[Data items]
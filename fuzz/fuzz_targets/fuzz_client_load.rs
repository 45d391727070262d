//! Fuzz target for client record loading from `.properties` input.

#![no_main]

use libfuzzer_sys::fuzz_target;
use rcc_config::file::parse_properties;
use rcc_config::MapSource;
use rcc_rest::{ClientConfigResolver, ClientIdentity, RestClientConfig};

fuzz_target!(|data: &str| {
    let mut source = MapSource::new("fuzz");
    for (key, value) in parse_properties(data) {
        source.insert(key, value);
    }
    let resolver = ClientConfigResolver::new(&source);
    for identity in [ClientIdentity::key("api"), ClientIdentity::for_type_name("com.acme.Api")] {
        let (config, _errors) = RestClientConfig::load_lenient(&resolver, &identity);
        let _ = config.validate();
    }
});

Task objective
Please retype the data, matching it exactly.

Worked solution
filename fuzz/fuzz_targets/fuzz_client_load.rs
repository 45d391727070262d
//! Fuzz target for client record loading from `.properties` input.

#![no_main]

use libfuzzer_sys::fuzz_target;
use rcc_config::file::parse_properties;
use rcc_config::MapSource;
use rcc_rest::{ClientConfigResolver, ClientIdentity, RestClientConfig};

fuzz_target!(|data: &str| {
    let mut source = MapSource::new("fuzz");
    for (key, value) in parse_properties(data) {
        source.insert(key, value);
    }
    let resolver = ClientConfigResolver::new(&source);
    for identity in [ClientIdentity::key("api"), ClientIdentity::for_type_name("com.acme.Api")] {
        let (config, _errors) = RestClientConfig::load_lenient(&resolver, &identity);
        let _ = config.validate();
    }
});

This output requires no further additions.